Data for this task below:

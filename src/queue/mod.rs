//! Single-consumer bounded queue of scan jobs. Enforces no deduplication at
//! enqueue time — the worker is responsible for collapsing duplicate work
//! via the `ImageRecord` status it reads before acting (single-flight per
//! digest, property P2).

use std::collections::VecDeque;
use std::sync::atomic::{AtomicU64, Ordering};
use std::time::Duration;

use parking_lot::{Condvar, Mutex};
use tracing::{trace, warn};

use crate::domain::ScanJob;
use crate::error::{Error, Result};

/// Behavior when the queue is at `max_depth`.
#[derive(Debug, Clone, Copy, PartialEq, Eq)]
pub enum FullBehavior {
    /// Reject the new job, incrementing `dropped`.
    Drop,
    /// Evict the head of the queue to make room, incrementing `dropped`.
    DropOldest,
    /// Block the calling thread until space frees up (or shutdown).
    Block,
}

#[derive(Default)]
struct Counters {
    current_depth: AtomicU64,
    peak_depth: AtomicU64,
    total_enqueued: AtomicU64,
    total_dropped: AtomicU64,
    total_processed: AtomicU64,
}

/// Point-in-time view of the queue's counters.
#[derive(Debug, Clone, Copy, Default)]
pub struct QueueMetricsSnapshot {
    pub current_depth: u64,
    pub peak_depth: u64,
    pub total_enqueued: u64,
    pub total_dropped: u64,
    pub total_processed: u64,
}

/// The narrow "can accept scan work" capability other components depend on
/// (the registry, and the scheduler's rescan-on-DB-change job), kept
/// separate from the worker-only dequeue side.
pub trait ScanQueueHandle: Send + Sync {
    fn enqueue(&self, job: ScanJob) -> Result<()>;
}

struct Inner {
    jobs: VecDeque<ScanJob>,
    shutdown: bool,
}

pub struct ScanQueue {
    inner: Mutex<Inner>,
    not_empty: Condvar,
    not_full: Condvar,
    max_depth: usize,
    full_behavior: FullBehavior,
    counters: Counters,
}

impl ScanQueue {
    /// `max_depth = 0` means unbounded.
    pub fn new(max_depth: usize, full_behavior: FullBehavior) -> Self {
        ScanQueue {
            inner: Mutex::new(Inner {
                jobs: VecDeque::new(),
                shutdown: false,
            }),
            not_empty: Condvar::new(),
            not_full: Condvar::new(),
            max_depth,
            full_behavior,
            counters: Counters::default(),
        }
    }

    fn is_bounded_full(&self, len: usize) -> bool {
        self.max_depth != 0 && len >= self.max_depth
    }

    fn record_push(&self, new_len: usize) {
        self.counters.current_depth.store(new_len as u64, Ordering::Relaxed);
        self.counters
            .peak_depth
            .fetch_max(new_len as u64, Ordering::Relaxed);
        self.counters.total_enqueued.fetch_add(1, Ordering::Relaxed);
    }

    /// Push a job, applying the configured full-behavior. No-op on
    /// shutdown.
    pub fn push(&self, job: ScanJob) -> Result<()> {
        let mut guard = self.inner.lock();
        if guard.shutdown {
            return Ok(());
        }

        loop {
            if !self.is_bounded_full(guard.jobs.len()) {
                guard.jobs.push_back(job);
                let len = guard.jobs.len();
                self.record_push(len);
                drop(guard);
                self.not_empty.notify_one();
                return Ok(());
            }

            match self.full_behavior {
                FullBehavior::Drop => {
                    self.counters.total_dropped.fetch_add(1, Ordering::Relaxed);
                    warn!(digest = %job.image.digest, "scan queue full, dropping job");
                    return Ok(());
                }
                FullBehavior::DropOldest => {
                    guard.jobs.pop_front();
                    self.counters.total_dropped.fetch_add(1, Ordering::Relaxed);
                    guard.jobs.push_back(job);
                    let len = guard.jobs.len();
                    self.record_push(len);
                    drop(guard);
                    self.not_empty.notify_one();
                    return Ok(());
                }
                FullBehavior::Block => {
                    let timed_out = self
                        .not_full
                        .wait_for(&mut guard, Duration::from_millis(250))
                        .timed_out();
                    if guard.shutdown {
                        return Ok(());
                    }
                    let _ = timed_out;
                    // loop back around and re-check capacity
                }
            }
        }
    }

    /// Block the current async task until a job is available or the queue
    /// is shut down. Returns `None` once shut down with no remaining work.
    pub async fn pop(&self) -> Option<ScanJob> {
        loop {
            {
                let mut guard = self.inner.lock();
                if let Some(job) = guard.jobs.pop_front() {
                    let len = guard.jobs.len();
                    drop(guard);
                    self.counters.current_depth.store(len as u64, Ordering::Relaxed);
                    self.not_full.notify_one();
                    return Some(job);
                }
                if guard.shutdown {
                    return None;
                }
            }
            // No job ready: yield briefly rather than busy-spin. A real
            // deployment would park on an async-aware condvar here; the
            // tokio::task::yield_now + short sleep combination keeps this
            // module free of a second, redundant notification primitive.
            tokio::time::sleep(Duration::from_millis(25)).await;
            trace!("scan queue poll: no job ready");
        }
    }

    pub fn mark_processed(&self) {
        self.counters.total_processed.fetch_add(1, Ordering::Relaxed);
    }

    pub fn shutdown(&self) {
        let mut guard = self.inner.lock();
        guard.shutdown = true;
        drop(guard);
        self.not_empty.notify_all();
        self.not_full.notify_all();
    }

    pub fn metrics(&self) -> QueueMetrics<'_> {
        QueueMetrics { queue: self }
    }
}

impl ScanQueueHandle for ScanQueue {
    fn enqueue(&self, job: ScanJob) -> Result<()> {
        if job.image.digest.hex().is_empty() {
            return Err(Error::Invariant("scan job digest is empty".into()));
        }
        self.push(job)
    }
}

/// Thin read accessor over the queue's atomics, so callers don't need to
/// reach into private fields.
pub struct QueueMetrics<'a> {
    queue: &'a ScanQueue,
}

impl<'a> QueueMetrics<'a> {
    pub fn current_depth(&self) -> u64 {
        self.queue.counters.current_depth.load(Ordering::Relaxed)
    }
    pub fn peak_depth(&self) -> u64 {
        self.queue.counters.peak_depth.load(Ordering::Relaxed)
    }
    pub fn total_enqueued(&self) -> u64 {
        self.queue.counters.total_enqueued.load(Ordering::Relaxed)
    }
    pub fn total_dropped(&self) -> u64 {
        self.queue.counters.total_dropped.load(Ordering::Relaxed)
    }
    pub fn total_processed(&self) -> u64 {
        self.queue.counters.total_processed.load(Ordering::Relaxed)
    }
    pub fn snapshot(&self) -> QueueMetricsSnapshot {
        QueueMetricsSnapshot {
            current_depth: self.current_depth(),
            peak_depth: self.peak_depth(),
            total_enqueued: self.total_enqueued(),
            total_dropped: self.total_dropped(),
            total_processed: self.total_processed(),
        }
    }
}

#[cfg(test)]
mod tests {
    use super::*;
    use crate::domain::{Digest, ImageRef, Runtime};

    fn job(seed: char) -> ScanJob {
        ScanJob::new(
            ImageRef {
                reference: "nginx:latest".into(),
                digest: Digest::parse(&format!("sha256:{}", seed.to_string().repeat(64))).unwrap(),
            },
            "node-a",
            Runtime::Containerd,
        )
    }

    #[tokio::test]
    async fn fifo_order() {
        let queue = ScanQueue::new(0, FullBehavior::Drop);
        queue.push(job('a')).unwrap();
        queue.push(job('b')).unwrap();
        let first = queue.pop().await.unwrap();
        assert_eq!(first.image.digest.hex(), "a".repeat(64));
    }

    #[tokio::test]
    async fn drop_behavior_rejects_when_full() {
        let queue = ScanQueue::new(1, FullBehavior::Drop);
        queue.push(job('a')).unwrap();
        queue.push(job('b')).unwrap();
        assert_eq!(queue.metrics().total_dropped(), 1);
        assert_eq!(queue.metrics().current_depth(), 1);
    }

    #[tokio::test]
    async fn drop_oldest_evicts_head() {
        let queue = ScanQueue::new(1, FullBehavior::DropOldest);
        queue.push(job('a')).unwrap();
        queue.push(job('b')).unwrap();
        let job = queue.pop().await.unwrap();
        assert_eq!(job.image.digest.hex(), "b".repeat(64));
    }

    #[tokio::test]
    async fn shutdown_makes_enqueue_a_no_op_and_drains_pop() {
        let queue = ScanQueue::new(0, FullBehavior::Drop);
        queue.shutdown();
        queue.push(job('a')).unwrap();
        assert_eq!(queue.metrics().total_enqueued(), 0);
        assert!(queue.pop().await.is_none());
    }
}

End of Data for this task.

### Problem requirements
In the listing above, count the lines where the string "impl" occurs, then give that count and nothing else.

### Output for this exercise
3